The company’s shares on Thursday, January 05, 2023, hit a 10% lower circuit and were locked at ₹ 412.55 apiece on the National Stock Exchange (NSE) and ₹ 413.65 apiece on the Bombay Stock Exchange (BSE).
The exchanges had asked for clarification about the reason behind the windfall increase in the company’s share price over a short period of time.
The company clarified saying that it is in receipt of an initial public announcement dated December 30, 2022 made by DGM Realties Private Limited, Ajinkya Investment and Trading Company and Sundaram Trading and Investment Private Limited who are members of the promoter and promoter group of BF Investment Limited. These parties through Axis Capital Limited, Manager to the Offer, had expressed their intention to voluntarily delist the equity shares of the Company (“Initial Public Announcement”).
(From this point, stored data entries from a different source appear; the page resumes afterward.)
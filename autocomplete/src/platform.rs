//! Platform default styles.
//!
//! Two platform families get their own preset bundle; both share the
//! universal input style.

use serde::Deserialize;

use crate::types::{Border, Color, Edges, Position, Style};

/// Target platform family for default styling.
#[derive(Debug, Clone, Copy, PartialEq, Eq, Deserialize)]
#[serde(rename_all = "lowercase")]
pub enum Platform {
    Android,
    Ios,
}

impl Platform {
    /// Apple targets use the iOS presets, everything else the Android ones.
    pub fn current() -> Self {
        if cfg!(any(target_os = "ios", target_os = "macos")) {
            Self::Ios
        } else {
            Self::Android
        }
    }
}

impl Default for Platform {
    fn default() -> Self {
        Self::current()
    }
}

/// Resolved default styles for the widget's regions.
#[derive(Debug, Clone, PartialEq)]
pub struct StyleSheet {
    pub container: Style,
    pub input_container: Style,
    pub input: Style,
    pub list: Style,
}

impl StyleSheet {
    pub fn for_platform(platform: Platform) -> Self {
        match platform {
            Platform::Android => Self {
                container: Style::new().flex(1),
                input_container: bordered().margin(Edges::default()),
                input: input_style(),
                list: bordered()
                    .border_width(Edges::all(1).without_top())
                    .background(Color::WHITE)
                    .foreground(Color::BLACK)
                    .margin(Edges::all(1).without_top()),
            },
            Platform::Ios => Self {
                container: Style::new().z_index(1),
                input_container: bordered(),
                input: input_style(),
                list: bordered()
                    .border_width(Edges::all(1).without_top())
                    .background(Color::WHITE)
                    .foreground(Color::BLACK)
                    .position(Position::Absolute)
                    .left(0)
                    .right(0),
            },
        }
    }
}

impl Default for StyleSheet {
    fn default() -> Self {
        Self::for_platform(Platform::current())
    }
}

const BORDER_COLOR: Color = Color::rgb(0xb9, 0xb9, 0xb9);

fn bordered() -> Style {
    Style::new()
        .border(Border::Single)
        .border_color(BORDER_COLOR)
        .border_radius(1)
        .border_width(Edges::all(1))
}

/// Universal input style shared by every platform.
fn input_style() -> Style {
    Style::new()
        .background(Color::WHITE)
        .foreground(Color::BLACK)
        .height(1)
        .padding(Edges::left(1))
}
In addition, the company had appointed SVD & Associates, a peer review company secretary, to carry out due diligence and other applicable provisions of the Delisting Regulations. A board meeting was held on January 04, 2023, to approve or reject the proposal.
The company in an exchange filing said that post the due diligence report issued and submitted by SVD & Associates, it found that one of the members of the promoter and promoter group of the company had sold 400 shares of the company on June 29, 2022.
Once the initial public announcement is made, a due diligence exercise is conducted, during which the beneficiary position data (“BENPOS”) of the company is checked. Since one of the members of the promoter and promoter group sold the shares less than six months ago, they cannot propose the delisting of the company.
In view of the above and as a matter of abundant caution and good governance, the Delisting Proposal was not approved by the Board to ensure compliance with Regulation 4(2) of the Delisting Regulations.
According to Regulation 4(2) of the Delisting Regulations of the Securities and Exchange Board of India (SEBI), no acquirer, including the promoters and the members of the promoter group who has sold any equity share(s) of the company during the period of six months, prior to the date of the initial public announcement, can propose delisting of equity shares of that company.